Instructions for the task: Copy every line below. Do not alter any of them.

START Record excerpts

//! Configuration for the recipe backend

use std::env;
use std::fmt::Display;
use std::str::FromStr;
use std::time::Duration;
use thiserror::Error;

#[derive(Error, Debug, PartialEq)]
pub enum ConfigError {
    #[error("Missing required environment variable {0}")]
    Missing(&'static str),

    #[error("Invalid value {value:?} for {key}: {reason}")]
    Invalid {
        key: &'static str,
        value: String,
        reason: String,
    },
}

/// Options for the Gemini client
#[derive(Debug, Clone)]
pub struct GeminiOptions {
    /// The API key; `None` makes every generation fail as misconfigured
    pub api_key: Option<String>,

    /// The model name
    pub model: String,

    /// The API base URL
    pub base_url: String,

    /// Sampling temperature
    pub temperature: f32,

    /// Upper bound on generated tokens
    pub max_output_tokens: u32,

    /// The request timeout
    pub request_timeout: Duration,
}

impl Default for GeminiOptions {
    fn default() -> Self {
        Self {
            api_key: None,
            model: "gemini-2.5-flash".to_string(),
            base_url: "https://generativelanguage.googleapis.com".to_string(),
            temperature: 0.7,
            max_output_tokens: 4000,
            request_timeout: Duration::from_secs(60),
        }
    }
}

impl GeminiOptions {
    pub fn with_api_key(mut self, value: &str) -> Self {
        self.api_key = Some(value.to_string());
        self
    }

    pub fn with_model(mut self, value: &str) -> Self {
        self.model = value.to_string();
        self
    }

    pub fn with_base_url(mut self, value: &str) -> Self {
        self.base_url = value.to_string();
        self
    }

    pub fn with_temperature(mut self, value: f32) -> Self {
        self.temperature = value;
        self
    }

    pub fn with_max_output_tokens(mut self, value: u32) -> Self {
        self.max_output_tokens = value;
        self
    }

    pub fn with_request_timeout(mut self, value: Duration) -> Self {
        self.request_timeout = value;
        self
    }
}

/// Supabase project coordinates
#[derive(Debug, Clone, Default)]
pub struct SupabaseOptions {
    /// The base URL for the Supabase project
    pub url: String,

    /// The anonymous API key, used to verify user tokens
    pub anon_key: String,

    /// The service role key, used for favorites and account deletion
    pub service_role_key: String,
}

/// Options for the recipe cache
#[derive(Debug, Clone)]
pub struct CacheOptions {
    pub ttl: Duration,
    pub max_items: u64,
}

impl Default for CacheOptions {
    fn default() -> Self {
        Self {
            ttl: Duration::from_secs(60 * 60),
            max_items: 100,
        }
    }
}

/// Fixed window limits for the generation route
#[derive(Debug, Clone)]
pub struct RateLimitOptions {
    pub max_requests: u32,
    pub window: Duration,
}

impl Default for RateLimitOptions {
    fn default() -> Self {
        Self {
            max_requests: 100,
            window: Duration::from_secs(60),
        }
    }
}

/// Top level configuration
#[derive(Debug, Clone)]
pub struct Config {
    pub host: String,
    pub port: u16,

    /// Deployment environment, `development` relaxes CORS
    pub environment: String,

    /// Allowed CORS origins outside development
    pub cors_origins: Vec<String>,

    pub gemini: GeminiOptions,
    pub supabase: SupabaseOptions,
    pub cache: CacheOptions,
    pub rate_limit: RateLimitOptions,
}

impl Default for Config {
    fn default() -> Self {
        Self {
            host: "0.0.0.0".to_string(),
            port: 3000,
            environment: "production".to_string(),
            cors_origins: vec!["https://chefia.up.railway.app".to_string()],
            gemini: GeminiOptions::default(),
            supabase: SupabaseOptions::default(),
            cache: CacheOptions::default(),
            rate_limit: RateLimitOptions::default(),
        }
    }
}

impl Config {
    /// Load `.env.local` and `.env` (when present), then read the process
    /// environment
    pub fn from_env() -> Result<Self, ConfigError> {
        dotenv::from_filename(".env.local").ok();
        dotenv::dotenv().ok();

        Self::from_lookup(|key| env::var(key).ok())
    }

    /// Build the configuration from an arbitrary variable source
    pub fn from_lookup<F>(lookup: F) -> Result<Self, ConfigError>
    where
        F: Fn(&str) -> Option<String>,
    {
        let get = |key: &str| lookup(key).filter(|v| !v.trim().is_empty());
        let defaults = Config::default();

        let environment = get("NODE_ENV")
            .or_else(|| get("APP_ENV"))
            .unwrap_or(defaults.environment);

        let cors_origins = match get("CORS_ORIGINS") {
            Some(raw) => raw
                .split(',')
                .map(|origin| origin.trim().to_string())
                .filter(|origin| !origin.is_empty())
                .collect(),
            None => defaults.cors_origins,
        };

        let gemini = GeminiOptions {
            api_key: get("GEMINI_API_KEY"),
            model: get("GEMINI_MODEL").unwrap_or(defaults.gemini.model),
            base_url: get("GEMINI_BASE_URL").unwrap_or(defaults.gemini.base_url),
            temperature: parse_or(&get, "GEMINI_TEMPERATURE", defaults.gemini.temperature)?,
            max_output_tokens: parse_or(
                &get,
                "GEMINI_MAX_OUTPUT_TOKENS",
                defaults.gemini.max_output_tokens,
            )?,
            request_timeout: Duration::from_secs(parse_or(
                &get,
                "GEMINI_TIMEOUT_SECS",
                defaults.gemini.request_timeout.as_secs(),
            )?),
        };

        let supabase = SupabaseOptions {
            url: get("SUPABASE_URL").ok_or(ConfigError::Missing("SUPABASE_URL"))?,
            anon_key: get("SUPABASE_ANON_KEY").ok_or(ConfigError::Missing("SUPABASE_ANON_KEY"))?,
            service_role_key: get("SUPABASE_SERVICE_ROLE_KEY")
                .ok_or(ConfigError::Missing("SUPABASE_SERVICE_ROLE_KEY"))?,
        };

        let cache = CacheOptions {
            ttl: Duration::from_secs(parse_or(
                &get,
                "RECIPE_CACHE_TTL_SECS",
                defaults.cache.ttl.as_secs(),
            )?),
            max_items: parse_or(&get, "RECIPE_CACHE_MAX_ITEMS", defaults.cache.max_items)?,
        };

        let rate_limit = RateLimitOptions {
            max_requests: parse_or(
                &get,
                "RATE_LIMIT_MAX_REQUESTS",
                defaults.rate_limit.max_requests,
            )?,
            window: Duration::from_secs(parse_or(
                &get,
                "RATE_LIMIT_WINDOW_SECS",
                defaults.rate_limit.window.as_secs(),
            )?),
        };

        Ok(Self {
            host: get("HOST").unwrap_or(defaults.host),
            port: parse_or(&get, "PORT", defaults.port)?,
            environment,
            cors_origins,
            gemini,
            supabase,
            cache,
            rate_limit,
        })
    }

    pub fn is_development(&self) -> bool {
        self.environment.eq_ignore_ascii_case("development")
    }

    pub fn bind_address(&self) -> String {
        format!("{}:{}", self.host, self.port)
    }

    pub fn with_environment(mut self, value: &str) -> Self {
        self.environment = value.to_string();
        self
    }

    pub fn with_gemini(mut self, value: GeminiOptions) -> Self {
        self.gemini = value;
        self
    }

    pub fn with_cache(mut self, value: CacheOptions) -> Self {
        self.cache = value;
        self
    }

    pub fn with_rate_limit(mut self, value: RateLimitOptions) -> Self {
        self.rate_limit = value;
        self
    }
}

fn parse_or<T, G>(get: &G, key: &'static str, default: T) -> Result<T, ConfigError>
where
    T: FromStr,
    T::Err: Display,
    G: Fn(&str) -> Option<String>,
{
    match get(key) {
        Some(raw) => raw.trim().parse().map_err(|e: T::Err| ConfigError::Invalid {
            key,
            value: raw.clone(),
            reason: e.to_string(),
        }),
        None => Ok(default),
    }
}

END Record excerpts

Solution below:
//! Configuration for the recipe backend

use std::env;
use std::fmt::Display;
use std::str::FromStr;
use std::time::Duration;
use thiserror::Error;

#[derive(Error, Debug, PartialEq)]
pub enum ConfigError {
    #[error("Missing required environment variable {0}")]
    Missing(&'static str),

    #[error("Invalid value {value:?} for {key}: {reason}")]
    Invalid {
        key: &'static str,
        value: String,
        reason: String,
    },
}

/// Options for the Gemini client
#[derive(Debug, Clone)]
pub struct GeminiOptions {
    /// The API key; `None` makes every generation fail as misconfigured
    pub api_key: Option<String>,

    /// The model name
    pub model: String,

    /// The API base URL
    pub base_url: String,

    /// Sampling temperature
    pub temperature: f32,

    /// Upper bound on generated tokens
    pub max_output_tokens: u32,

    /// The request timeout
    pub request_timeout: Duration,
}

impl Default for GeminiOptions {
    fn default() -> Self {
        Self {
            api_key: None,
            model: "gemini-2.5-flash".to_string(),
            base_url: "https://generativelanguage.googleapis.com".to_string(),
            temperature: 0.7,
            max_output_tokens: 4000,
            request_timeout: Duration::from_secs(60),
        }
    }
}

impl GeminiOptions {
    pub fn with_api_key(mut self, value: &str) -> Self {
        self.api_key = Some(value.to_string());
        self
    }

    pub fn with_model(mut self, value: &str) -> Self {
        self.model = value.to_string();
        self
    }

    pub fn with_base_url(mut self, value: &str) -> Self {
        self.base_url = value.to_string();
        self
    }

    pub fn with_temperature(mut self, value: f32) -> Self {
        self.temperature = value;
        self
    }

    pub fn with_max_output_tokens(mut self, value: u32) -> Self {
        self.max_output_tokens = value;
        self
    }

    pub fn with_request_timeout(mut self, value: Duration) -> Self {
        self.request_timeout = value;
        self
    }
}

/// Supabase project coordinates
#[derive(Debug, Clone, Default)]
pub struct SupabaseOptions {
    /// The base URL for the Supabase project
    pub url: String,

    /// The anonymous API key, used to verify user tokens
    pub anon_key: String,

    /// The service role key, used for favorites and account deletion
    pub service_role_key: String,
}

/// Options for the recipe cache
#[derive(Debug, Clone)]
pub struct CacheOptions {
    pub ttl: Duration,
    pub max_items: u64,
}

impl Default for CacheOptions {
    fn default() -> Self {
        Self {
            ttl: Duration::from_secs(60 * 60),
            max_items: 100,
        }
    }
}

/// Fixed window limits for the generation route
#[derive(Debug, Clone)]
pub struct RateLimitOptions {
    pub max_requests: u32,
    pub window: Duration,
}

impl Default for RateLimitOptions {
    fn default() -> Self {
        Self {
            max_requests: 100,
            window: Duration::from_secs(60),
        }
    }
}

/// Top level configuration
#[derive(Debug, Clone)]
pub struct Config {
    pub host: String,
    pub port: u16,

    /// Deployment environment, `development` relaxes CORS
    pub environment: String,

    /// Allowed CORS origins outside development
    pub cors_origins: Vec<String>,

    pub gemini: GeminiOptions,
    pub supabase: SupabaseOptions,
    pub cache: CacheOptions,
    pub rate_limit: RateLimitOptions,
}

impl Default for Config {
    fn default() -> Self {
        Self {
            host: "0.0.0.0".to_string(),
            port: 3000,
            environment: "production".to_string(),
            cors_origins: vec!["https://chefia.up.railway.app".to_string()],
            gemini: GeminiOptions::default(),
            supabase: SupabaseOptions::default(),
            cache: CacheOptions::default(),
            rate_limit: RateLimitOptions::default(),
        }
    }
}

impl Config {
    /// Load `.env.local` and `.env` (when present), then read the process
    /// environment
    pub fn from_env() -> Result<Self, ConfigError> {
        dotenv::from_filename(".env.local").ok();
        dotenv::dotenv().ok();

        Self::from_lookup(|key| env::var(key).ok())
    }

    /// Build the configuration from an arbitrary variable source
    pub fn from_lookup<F>(lookup: F) -> Result<Self, ConfigError>
    where
        F: Fn(&str) -> Option<String>,
    {
        let get = |key: &str| lookup(key).filter(|v| !v.trim().is_empty());
        let defaults = Config::default();

        let environment = get("NODE_ENV")
            .or_else(|| get("APP_ENV"))
            .unwrap_or(defaults.environment);

        let cors_origins = match get("CORS_ORIGINS") {
            Some(raw) => raw
                .split(',')
                .map(|origin| origin.trim().to_string())
                .filter(|origin| !origin.is_empty())
                .collect(),
            None => defaults.cors_origins,
        };

        let gemini = GeminiOptions {
            api_key: get("GEMINI_API_KEY"),
            model: get("GEMINI_MODEL").unwrap_or(defaults.gemini.model),
            base_url: get("GEMINI_BASE_URL").unwrap_or(defaults.gemini.base_url),
            temperature: parse_or(&get, "GEMINI_TEMPERATURE", defaults.gemini.temperature)?,
            max_output_tokens: parse_or(
                &get,
                "GEMINI_MAX_OUTPUT_TOKENS",
                defaults.gemini.max_output_tokens,
            )?,
            request_timeout: Duration::from_secs(parse_or(
                &get,
                "GEMINI_TIMEOUT_SECS",
                defaults.gemini.request_timeout.as_secs(),
            )?),
        };

        let supabase = SupabaseOptions {
            url: get("SUPABASE_URL").ok_or(ConfigError::Missing("SUPABASE_URL"))?,
            anon_key: get("SUPABASE_ANON_KEY").ok_or(ConfigError::Missing("SUPABASE_ANON_KEY"))?,
            service_role_key: get("SUPABASE_SERVICE_ROLE_KEY")
                .ok_or(ConfigError::Missing("SUPABASE_SERVICE_ROLE_KEY"))?,
        };

        let cache = CacheOptions {
            ttl: Duration::from_secs(parse_or(
                &get,
                "RECIPE_CACHE_TTL_SECS",
                defaults.cache.ttl.as_secs(),
            )?),
            max_items: parse_or(&get, "RECIPE_CACHE_MAX_ITEMS", defaults.cache.max_items)?,
        };

        let rate_limit = RateLimitOptions {
            max_requests: parse_or(
                &get,
                "RATE_LIMIT_MAX_REQUESTS",
                defaults.rate_limit.max_requests,
            )?,
            window: Duration::from_secs(parse_or(
                &get,
                "RATE_LIMIT_WINDOW_SECS",
                defaults.rate_limit.window.as_secs(),
            )?),
        };

        Ok(Self {
            host: get("HOST").unwrap_or(defaults.host),
            port: parse_or(&get, "PORT", defaults.port)?,
            environment,
            cors_origins,
            gemini,
            supabase,
            cache,
            rate_limit,
        })
    }

    pub fn is_development(&self) -> bool {
        self.environment.eq_ignore_ascii_case("development")
    }

    pub fn bind_address(&self) -> String {
        format!("{}:{}", self.host, self.port)
    }

    pub fn with_environment(mut self, value: &str) -> Self {
        self.environment = value.to_string();
        self
    }

    pub fn with_gemini(mut self, value: GeminiOptions) -> Self {
        self.gemini = value;
        self
    }

    pub fn with_cache(mut self, value: CacheOptions) -> Self {
        self.cache = value;
        self
    }

    pub fn with_rate_limit(mut self, value: RateLimitOptions) -> Self {
        self.rate_limit = value;
        self
    }
}

fn parse_or<T, G>(get: &G, key: &'static str, default: T) -> Result<T, ConfigError>
where
    T: FromStr,
    T::Err: Display,
    G: Fn(&str) -> Option<String>,
{
    match get(key) {
        Some(raw) => raw.trim().parse().map_err(|e: T::Err| ConfigError::Invalid {
            key,
            value: raw.clone(),
            reason: e.to_string(),
        }),
        None => Ok(default),
    }
}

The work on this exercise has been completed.